It also explains why the Iran war has dragged on without any resolution.  Those left in charge on the other side are mostly just the terrorist army (Revolutionary Guard),  who are anything but transactional.  For them,  there is no deal to be made.  They either stay in charge and inflict whatever harm they can on the rest of the world,  or they die. 

President Trump went to China to make trade deals.  That’s why he took American billionaires with him.  However,  China’s dictatorial leader Xi is a strategic thinker as well as transactional!  Trump is not a strategic thinker,  as his foreign affairs actions have proved. 

Xi wants the US to stop supporting Taiwan,  so that mainland China can take it over.  He is counting on Trump to abandon defense of Taiwan,  in order to get some sort of trade deal.

Xi is also very deceptive:  the public excuse here is that Taiwan is historically part of China,  and they “just want their territory back”.  That same excuse has been used by Xi’s predecessors all the way back to Mao Tse Tung. 

But in today’s world that excuse is simply no longer true:  if simple territory were the goal,  a massive military strike-from-a-distance,  conventional or nuclear,  would depopulate the island,  and they could just walk ashore and occupy it.  They have not already done that.  So,  today,  it is so very clearly not just about the territory!

Taiwan has over 90% of the entire world’s manufacturing industry for computer chips and electronic devices.  That is a huge industry,  worth hundreds of billions of dollars,  if not trillions!   That industry is what Xi in China wants,  not the island and its people.  And that is why they have not already launched an invasion.  They would have to defeat an armed Taiwan,  supported by the US to help with its defense,  but they must accomplish that without destroying that industry! 

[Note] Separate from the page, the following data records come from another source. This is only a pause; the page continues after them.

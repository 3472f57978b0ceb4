//! Aggregate report rendering (markdown and JSON)

use crate::aggregator::AggregateRun;
use crate::models::{AggregateStats, Breakdown};
use crate::Result;
use std::collections::BTreeMap;
use std::fmt::Write as _;

const EM_DASH: &str = "\u{2014}";

/// Markdown printed when no findings were aggregated
pub const EMPTY_MARKDOWN: &str = "No disposition tables found in any .md files.";

/// Full markdown report for an aggregation run
pub fn render_markdown(run: &AggregateRun) -> String {
    let mut out = String::new();
    let _ = writeln!(
        out,
        "_Scanned {} files, found disposition tables in {} files._\n",
        run.scanned_files, run.files_with_findings
    );
    out.push_str(&render_stats_markdown(&run.stats));
    out
}

/// Markdown body for aggregated statistics
pub fn render_stats_markdown(stats: &AggregateStats) -> String {
    let mut lines: Vec<String> = Vec::new();
    let overall = &stats.overall;

    lines.push("# Disposition Table Aggregate Summary".to_string());
    lines.push(String::new());
    lines.push(format!(
        "**Total findings across all files and rounds:** {}",
        overall.total
    ));
    lines.push(String::new());

    lines.push("## Overall Severity Breakdown".to_string());
    lines.push(String::new());
    lines.push("| Severity | Count | Percentage |".to_string());
    lines.push("|----------|-------|------------|".to_string());
    push_percentage_rows(&mut lines, &overall.by_severity, overall.total);
    lines.push(String::new());

    lines.push("## Overall Disposition Breakdown".to_string());
    lines.push(String::new());
    lines.push("| Disposition | Count | Percentage |".to_string());
    lines.push("|-------------|-------|------------|".to_string());
    push_percentage_rows(&mut lines, &overall.by_disposition, overall.total);
    lines.push(String::new());

    if let Some((incorporated, counted, rate)) = overall.incorporation_rate() {
        lines.push(format!(
            "**Incorporation rate (excluding N/A):** {}/{} ({:.1}%)",
            incorporated, counted, rate
        ));
        lines.push(String::new());
    }

    lines.push("## Convergence Table".to_string());
    lines.push(String::new());
    lines.push(
        "| Round | Total Findings | Incorporated | Not Incorporated | Deferred | N/A | Trend |"
            .to_string(),
    );
    lines.push(
        "|-------|---------------|-------------|-----------------|----------|-----|-------|"
            .to_string(),
    );
    for point in &stats.convergence {
        let trend = point
            .trend
            .map(|trend| trend.to_string())
            .unwrap_or_else(|| EM_DASH.to_string());
        lines.push(format!(
            "| R{} | {} | {} | {} | {} | {} | {} |",
            point.round,
            point.total,
            point.incorporated,
            point.not_incorporated,
            point.deferred,
            point.not_applicable,
            trend
        ));
    }
    lines.push(String::new());

    lines.push("## Per-Round Details".to_string());
    lines.push(String::new());
    for (round, round_stats) in &stats.per_round {
        lines.push(format!("### Round {}", round));
        lines.push(String::new());
        lines.push(format!("**Total findings:** {}", round_stats.breakdown.total));
        lines.push(String::new());
        push_count_tables(&mut lines, &round_stats.breakdown);
        lines.push(format!(
            "**Files with findings:** {}",
            round_stats.files.len()
        ));
        lines.push(String::new());
    }

    lines.push("## Per-File Breakdown".to_string());
    lines.push(String::new());
    let rounds: Vec<u64> = stats.rounds().collect();
    let round_headers: Vec<String> = rounds.iter().map(|r| format!("R{}", r)).collect();
    lines.push(format!("| File | Total | {} |", round_headers.join(" | ")));
    lines.push(format!(
        "|------|-------|{}|",
        vec!["----"; rounds.len()].join("|")
    ));
    for (file, file_stats) in &stats.per_file {
        let mut row = format!("| {} | {} |", file.display(), file_stats.breakdown.total);
        for round in &rounds {
            let count = file_stats.by_round.get(round).copied().unwrap_or(0);
            let _ = write!(row, " {} |", count);
        }
        lines.push(row);
    }
    lines.push(String::new());

    lines.join("\n")
}

fn push_percentage_rows<K: std::fmt::Display>(
    lines: &mut Vec<String>,
    histogram: &BTreeMap<K, usize>,
    total: usize,
) {
    for (label, &count) in histogram.iter().filter(|(_, &count)| count > 0) {
        let pct = if total > 0 {
            count as f64 / total as f64 * 100.0
        } else {
            0.0
        };
        lines.push(format!("| {} | {} | {:.1}% |", label, count, pct));
    }
}

fn push_count_rows<K: std::fmt::Display>(lines: &mut Vec<String>, histogram: &BTreeMap<K, usize>) {
    for (label, &count) in histogram.iter().filter(|(_, &count)| count > 0) {
        lines.push(format!("| {} | {} |", label, count));
    }
}

fn push_count_tables(lines: &mut Vec<String>, breakdown: &Breakdown) {
    lines.push("| Severity | Count |".to_string());
    lines.push("|----------|-------|".to_string());
    push_count_rows(lines, &breakdown.by_severity);
    lines.push(String::new());

    lines.push("| Disposition | Count |".to_string());
    lines.push("|-------------|-------|".to_string());
    push_count_rows(lines, &breakdown.by_disposition);
    lines.push(String::new());
}

/// Pretty JSON encoding of an aggregation run
pub fn render_json(run: &AggregateRun) -> Result<String> {
    Ok(serde_json::to_string_pretty(run)?)
}

/// JSON printed when no findings were aggregated
pub fn render_empty_json() -> Result<String> {
    Ok(serde_json::to_string(&serde_json::json!({
        "message": "No disposition tables found",
        "total": 0,
    }))?)
}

If Xi’s China possessed that industry,  it would essentially be a monopoly supplier of chips and electronics devices to the rest of the world!  It could extort anything it wanted from everyone else!  Gaining that ability to extort whatever he wants,  is Xi’s strategic goal here. 

A weakened Taiwan without US support makes that possible!  And in Xi’s own words,  his military is to be ready to do that,  starting in 2027.

Xi also knows that Trump is a transactional thinker,  but not a strategic thinker!  He intends for Trump to offer abandoning the defense of Taiwan,  in order to get the trade deals he wants.  The odds actually favor Xi getting that outcome,  and he knows it!  Such is based on the past un-strategic things Trump has done:  stopping support for Ukraine against Putin’s Russia,  and alienating our European allies.

Trump simply cannot see past the immediate trade deal!  He cares not about the consequences for the US and the world,  should China acquire what would be essentially monopoly control over the availability of electronic chips and devices to the rest of the entire world,  including the US.  Which would be an economic catastrophe unlike any other!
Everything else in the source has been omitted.